Hiya @MVO and sorry to be a bit slow to respond. Our staff does not work much over the weekend so please set expectations accordingly for future requests that there will be a few business days of turnaround potentially for questions like these asked here.

I have asked our teams (networking and API) to confirm whether they can see any problems with this and they report that:

  • our CDN can handle that traffic without noticing at all (we have a lot of extra capacity)
  • our form handling backend can also handle that, but if it were sustained (6000 POSTs per minute all the time), it might need revisiting. Single minutes having that spike are no problem. What do you anticipate your average traffic as?

That’s great news! Thank you for responding @fool

To answer your question…


We are a national broadcast network and, occasionally, we have contests where the viewers hit the website en masse to fill out a submission form. When this happens, we see a huge spike of visitors, all submitting the form at nearly the same time. So, for roughly an hour, we would expect an average of 20,000 total submissions. Most of these would happen within a 15-minute window (i.e. after we post the ‘word of the day’). After an hour, the form submissions will continue to trickle in.

Follow up questions:


  • What actually happens on your servers? Do the form post requests queue up? Will they timeout at some point?

  • What does the user see if Netlify Forms is overwhelmed? What type of error?

Great, thanks for that description. Sounds like it won’t be a problem for us!

This is a bit abstracted, but something like this happens when there is a form post that our service accepts.

  1. The form data is stored immediately in our database.

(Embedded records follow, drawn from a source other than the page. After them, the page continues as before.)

//! Register alias table.
//!
//! Maps every architectural register to the physical register holding its
//! youngest value. Renaming a destination takes a register off the bank's free
//! list and remembers the mapping it replaced:
//! - commit frees the replaced register, which no later reader can name,
//! - rewind (a flush, youngest first) restores the replaced mapping and frees the
//!   renamed register.
//!
//! The committed mapping is tracked as well, so the core can tell whether an
//! architectural register has a renamed writer in flight.

use std::collections::VecDeque;

use crate::common::reg::{Register, RegisterFileStructure, RegisterType};

#[derive(Clone, Debug, Default)]
struct Bank {
    mapping: Vec<u16>,
    committed: Vec<u16>,
    /// Physical register to the mapping it replaced.
    history: Vec<u16>,
    /// Physical register to the architectural tag it holds.
    owner: Vec<u16>,
    free: VecDeque<u16>,
}

impl Bank {
    fn new(architectural: u16, physical: u16) -> Self {
        let mut bank = Self {
            mapping: Vec::new(),
            committed: Vec::new(),
            history: vec![0; usize::from(physical)],
            owner: vec![0; usize::from(physical)],
            free: VecDeque::new(),
        };
        bank.reset(architectural, physical);
        bank
    }

    fn reset(&mut self, architectural: u16, physical: u16) {
        self.mapping = (0..architectural).collect();
        self.committed = self.mapping.clone();
        for (tag, owner) in self.owner.iter_mut().enumerate().take(usize::from(architectural)) {
            *owner = tag as u16;
        }
        self.free = (architectural..physical).collect();
    }
}

/// Architectural-to-physical register mapping with a free list per bank.
#[derive(Clone, Debug)]
pub struct RegisterAliasTable {
    banks: Vec<Bank>,
}

impl RegisterAliasTable {
    /// Creates an identity mapping.
    ///
    /// # Arguments
    ///
    /// * `architectural` - Architectural bank shapes, in [`RegisterType::index`] order.
    /// * `physical` - Physical registers per bank; each must exceed the
    ///   architectural count of a non-empty bank.
    pub fn new(architectural: &[RegisterFileStructure], physical: &[u16]) -> Self {
        Self {
            banks: architectural
                .iter()
                .zip(physical)
                .map(|(arch, &phys)| Bank::new(arch.quantity, phys.max(arch.quantity)))
                .collect(),
        }
    }

    fn bank(&self, kind: RegisterType) -> Option<&Bank> {
        self.banks.get(kind.index())
    }

    /// Physical register currently holding `reg`.
    pub fn map(&self, reg: Register) -> Register {
        let tag = self
            .bank(reg.kind)
            .and_then(|bank| bank.mapping.get(usize::from(reg.tag)))
            .copied()
            .unwrap_or(reg.tag);
        Register { kind: reg.kind, tag }
    }

    /// Architectural register a physical register was allocated for.
    pub fn architectural(&self, physical: Register) -> Register {
        let tag = self
            .bank(physical.kind)
            .and_then(|bank| bank.owner.get(usize::from(physical.tag)))
            .copied()
            .unwrap_or(physical.tag);
        Register {
            kind: physical.kind,
            tag,
        }
    }

    /// Free physical registers of `kind`.
    pub fn free_registers(&self, kind: RegisterType) -> usize {
        self.bank(kind).map_or(0, |bank| bank.free.len())
    }

    /// Returns `true` if `reg` has no renamed writer in flight.
    pub fn is_committed(&self, reg: Register) -> bool {
        self.bank(reg.kind).is_none_or(|bank| {
            bank.mapping.get(usize::from(reg.tag)) == bank.committed.get(usize::from(reg.tag))
        })
    }

    /// Allocates a fresh physical register for a write to `reg`.
    ///
    /// # Returns
    ///
    /// The physical register, or `None` if the bank's free list is empty.
    pub fn allocate(&mut self, reg: Register) -> Option<Register> {
        let bank = self.banks.get_mut(reg.kind.index())?;
        let arch = usize::from(reg.tag);
        let previous = *bank.mapping.get(arch)?;
        let physical = bank.free.pop_front()?;
        bank.history[usize::from(physical)] = previous;
        bank.owner[usize::from(physical)] = reg.tag;
        bank.mapping[arch] = physical;
        Some(Register {
            kind: reg.kind,
            tag: physical,
        })
    }

    /// Commits the rename to `physical`, freeing the register it replaced.
    pub fn commit(&mut self, physical: Register) {
        let Some(bank) = self.banks.get_mut(physical.kind.index()) else {
            return;
        };
        let phys = usize::from(physical.tag);
        let arch = usize::from(bank.owner[phys]);
        bank.free.push_back(bank.history[phys]);
        bank.committed[arch] = physical.tag;
    }

    /// Undoes the rename to `physical`; flushed writers are rewound youngest first.
    pub fn rewind(&mut self, physical: Register) {
        let Some(bank) = self.banks.get_mut(physical.kind.index()) else {
            return;
        };
        let phys = usize::from(physical.tag);
        let arch = usize::from(bank.owner[phys]);
        bank.mapping[arch] = bank.history[phys];
        bank.free.push_front(physical.tag);
    }
}

#[cfg(test)]
mod tests {
    use super::*;

    fn table() -> RegisterAliasTable {
        RegisterAliasTable::new(
            &[RegisterFileStructure {
                bytes: 8,
                quantity: 4,
            }],
            &[6],
        )
    }

    #[test]
    fn rename_then_commit_frees_previous_mapping() {
        let mut rat = table();
        let r1 = Register::general(1);
        assert_eq!(rat.free_registers(RegisterType::General), 2);

        let p = rat.allocate(r1).unwrap();
        assert_eq!(p, Register::general(4));
        assert_eq!(rat.map(r1), p);
        assert_eq!(rat.architectural(p), r1);
        assert!(!rat.is_committed(r1));

        rat.commit(p);
        assert!(rat.is_committed(r1));
        assert_eq!(rat.free_registers(RegisterType::General), 2);
        assert_eq!(rat.allocate(Register::general(2)), Some(Register::general(5)));
        assert_eq!(rat.allocate(Register::general(3)), Some(Register::general(1)));
    }

    #[test]
    fn rewind_restores_mappings_youngest_first() {
        let mut rat = table();
        let r2 = Register::general(2);
        let first = rat.allocate(r2).unwrap();
        let second = rat.allocate(r2).unwrap();
        assert_eq!(rat.allocate(r2), None);

        rat.rewind(second);
        assert_eq!(rat.map(r2), first);
        rat.rewind(first);
        assert_eq!(rat.map(r2), r2);
        assert!(rat.is_committed(r2));
        assert_eq!(rat.free_registers(RegisterType::General), 2);
    }
}
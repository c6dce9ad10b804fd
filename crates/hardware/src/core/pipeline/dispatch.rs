//! Dispatch/issue unit of the out-of-order pipeline.
//!
//! Renamed micro-ops enter a reservation station chosen through the port
//! allocator and leave it, oldest ready first, for the issue port they were
//! allocated to. Each cycle:
//! 1. **Dispatch:** In program order, each micro-op reads the operands the
//!    scoreboard marks ready from the physical register file and claims an entry
//!    in the station of its allocated port. A station accepts at most its dispatch
//!    rate per cycle; a micro-op that finds no room stalls the input buffer.
//! 2. **Forwarding:** Executed results mark their physical registers ready and
//!    are supplied to every waiting micro-op that reads them.
//! 3. **Issue:** Each port with a free slot takes the oldest micro-op allocated to
//!    it whose operands are all present.
//!
//! A micro-op that already carries an exception, or that no port supports, skips
//! the stations and is written straight back to the reorder buffer.

use tracing::trace;

use crate::common::reg::{Register, RegisterFileSet, RegisterFileStructure};
use crate::config::OutOfOrderConfig;
use crate::core::pipeline::buffer::PipelineBuffer;
use crate::core::pipeline::port_allocator::{PortAllocator, PortAllocatorWrapper, PortCandidate};
use crate::core::pipeline::rob::ReorderBuffer;
use crate::isa::instruction::Instruction;

#[derive(Clone, Debug)]
struct StationEntry {
    port: usize,
    uop: Instruction,
}

#[derive(Clone, Debug)]
struct ReservationStation {
    capacity: usize,
    dispatch_rate: usize,
    dispatched: usize,
    /// Program order.
    entries: Vec<StationEntry>,
}

impl ReservationStation {
    fn accepts(&self) -> bool {
        self.entries.len() < self.capacity && self.dispatched < self.dispatch_rate
    }

    fn blocked_cycles(&self) -> u64 {
        self.entries
            .iter()
            .map(|e| u64::from(e.uop.stall_cycles()))
            .sum()
    }
}

/// Reservation stations, scoreboard and port allocation.
#[derive(Clone, Debug)]
pub struct DispatchIssueUnit {
    stations: Vec<ReservationStation>,
    /// Port index to the station feeding it.
    port_station: Vec<usize>,
    allocator: PortAllocatorWrapper,
    /// Readiness of every physical register.
    scoreboard: Vec<Vec<bool>>,

    station_full_stalls: u64,
    port_busy_stalls: u64,
    frontend_stalls: u64,
}

impl DispatchIssueUnit {
    /// Creates the stations described by `config` for `ports` issue ports.
    ///
    /// # Arguments
    ///
    /// * `config` - Station sizes, rates, port mapping and allocator kind;
    ///   assumed validated.
    /// * `ports` - Number of issue ports.
    /// * `physical` - Physical register file shape, for the scoreboard.
    pub fn new(config: &OutOfOrderConfig, ports: usize, physical: &[RegisterFileStructure]) -> Self {
        let mut port_station = vec![0; ports];
        let stations = config
            .reservation_stations
            .iter()
            .enumerate()
            .map(|(index, station)| {
                if station.ports.is_empty() {
                    port_station.fill(index);
                }
                for &port in &station.ports {
                    if let Some(owner) = port_station.get_mut(usize::from(port)) {
                        *owner = index;
                    }
                }
                ReservationStation {
                    capacity: station.size,
                    dispatch_rate: station.dispatch_rate,
                    dispatched: 0,
                    entries: Vec::with_capacity(station.size),
                }
            })
            .collect();
        Self {
            stations,
            port_station,
            allocator: PortAllocatorWrapper::new(config.port_allocator, ports),
            scoreboard: physical
                .iter()
                .map(|bank| vec![true; usize::from(bank.quantity)])
                .collect(),
            station_full_stalls: 0,
            port_busy_stalls: 0,
            frontend_stalls: 0,
        }
    }

    fn is_ready(&self, reg: Register) -> bool {
        self.scoreboard
            .get(reg.kind.index())
            .and_then(|bank| bank.get(usize::from(reg.tag)))
            .copied()
            .unwrap_or(true)
    }

    fn mark(&mut self, reg: Register, ready: bool) {
        if let Some(slot) = self
            .scoreboard
            .get_mut(reg.kind.index())
            .and_then(|bank| bank.get_mut(usize::from(reg.tag)))
        {
            *slot = ready;
        }
    }

    /// Dispatches the head row of `input` into the reservation stations.
    ///
    /// # Arguments
    ///
    /// * `input` - Rename-to-dispatch buffer; stalled while a micro-op finds no room.
    /// * `registers` - Physical register file.
    /// * `rob` - Receives micro-ops that skip the stations.
    pub fn tick(
        &mut self,
        input: &mut PipelineBuffer<Instruction>,
        registers: &RegisterFileSet,
        rob: &mut ReorderBuffer,
    ) {
        for station in &mut self.stations {
            station.dispatched = 0;
        }
        if input.head_slots().iter().all(Option::is_none) {
            self.frontend_stalls += 1;
        }

        for slot in input.head_slots_mut() {
            let Some(uop) = slot.as_mut() else {
                continue;
            };
            if uop.exception_encountered() || uop.supported_ports().is_empty() {
                if let Some(uop) = slot.take() {
                    let _ = rob.writeback(uop);
                }
                continue;
            }

            let candidates: Vec<PortCandidate> = uop
                .execution_info()
                .ports
                .iter()
                .filter_map(|&port| {
                    let port = usize::from(port);
                    let station = self.stations.get(*self.port_station.get(port)?)?;
                    station.accepts().then(|| PortCandidate {
                        port,
                        free_entries: station.capacity - station.entries.len(),
                        blocked_cycles: station.blocked_cycles(),
                    })
                })
                .collect();
            let Some(port) = self.allocator.allocate(&candidates) else {
                self.station_full_stalls += 1;
                break;
            };

            let Some(mut uop) = slot.take() else {
                continue;
            };
            let sources = uop.source_registers().to_vec();
            for (i, reg) in sources.into_iter().enumerate() {
                if !uop.is_operand_ready(i) && self.is_ready(reg) {
                    uop.supply_operand(i, registers.get(reg));
                }
            }
            for &reg in uop.destination_registers() {
                self.mark(reg, false);
            }
            trace!(
                address = format_args!("{:#x}", uop.instruction_address()),
                port,
                "dispatched"
            );
            if let Some(station) = self.stations.get_mut(self.port_station[port]) {
                station.dispatched += 1;
                station.entries.push(StationEntry { port, uop });
            }
        }

        let waiting = input.head_slots().iter().any(Option::is_some);
        input.stall(waiting);
    }

    /// Marks the destinations of an executed `uop` ready and supplies its results
    /// to the micro-ops waiting for them.
    pub fn forward_operands(&mut self, uop: &Instruction) {
        for (&reg, &value) in uop.destination_registers().iter().zip(uop.results()) {
            self.mark(reg, true);
            for entry in self.stations.iter_mut().flat_map(|s| s.entries.iter_mut()) {
                let sources = entry.uop.source_registers().to_vec();
                for (i, source) in sources.into_iter().enumerate() {
                    if source == reg && !entry.uop.is_operand_ready(i) {
                        entry.uop.supply_operand(i, value);
                    }
                }
            }
        }
    }

    /// Issues at most one ready micro-op to each port with a free slot.
    pub fn issue(&mut self, ports: &mut [PipelineBuffer<Instruction>]) {
        for (port, buffer) in ports.iter_mut().enumerate() {
            let Some(station) = self
                .port_station
                .get(port)
                .and_then(|&s| self.stations.get_mut(s))
            else {
                continue;
            };
            let Some(index) = station
                .entries
                .iter()
                .position(|e| e.port == port && e.uop.can_execute())
            else {
                continue;
            };
            let Some(slot) = buffer.tail_slots_mut().first_mut().filter(|s| s.is_none()) else {
                self.port_busy_stalls += 1;
                continue;
            };
            let entry = station.entries.remove(index);
            *slot = Some(entry.uop);
            self.allocator.issued(port);
        }
    }

    /// Drops waiting micro-ops younger than instruction `after`.
    pub fn purge_flushed(&mut self, after: u64) {
        let allocator = &mut self.allocator;
        for station in &mut self.stations {
            station.entries.retain(|e| {
                let keep = e.uop.instruction_id() <= after;
                if !keep {
                    allocator.deallocate(e.port);
                }
                keep
            });
        }
    }

    /// Drops every waiting micro-op and marks every physical register ready.
    pub fn flush(&mut self) {
        for station in &mut self.stations {
            for entry in station.entries.drain(..) {
                self.allocator.deallocate(entry.port);
            }
        }
        for bank in &mut self.scoreboard {
            bank.fill(true);
        }
    }

    /// Returns `true` if no micro-op is waiting.
    pub fn is_empty(&self) -> bool {
        self.stations.iter().all(|s| s.entries.is_empty())
    }

    /// Micro-ops waiting in the stations.
    pub fn occupancy(&self) -> usize {
        self.stations.iter().map(|s| s.entries.len()).sum()
    }

    /// Cycles dispatch stopped because no station could take the next micro-op.
    pub const fn station_full_stalls(&self) -> u64 {
        self.station_full_stalls
    }

    /// Ready micro-ops that found their port's slot taken.
    pub const fn port_busy_stalls(&self) -> u64 {
        self.port_busy_stalls
    }

    /// Cycles with nothing to dispatch.
    pub const fn frontend_stalls(&self) -> u64 {
        self.frontend_stalls
    }
}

These next steps may queue in case of high load, but all will retry and there is rarely a delay of over a minute, though you may cause one with instantaneous load like this (so they may take a few minutes instead; but keep in mind that at this point, your data is already stored and available for API download, and visual confirmation in our UI).

  1. we submit the form data to akismet where it is checked for spamminess. This isn’t perfect, but it is better than anything short of recaptcha.
  2. their response indicates how we note it in our UI and our database (we separate those entries deemed spammy and the other step does not happen).
  3. non-spammy submissions will be notified about, with whatever notifications you configure..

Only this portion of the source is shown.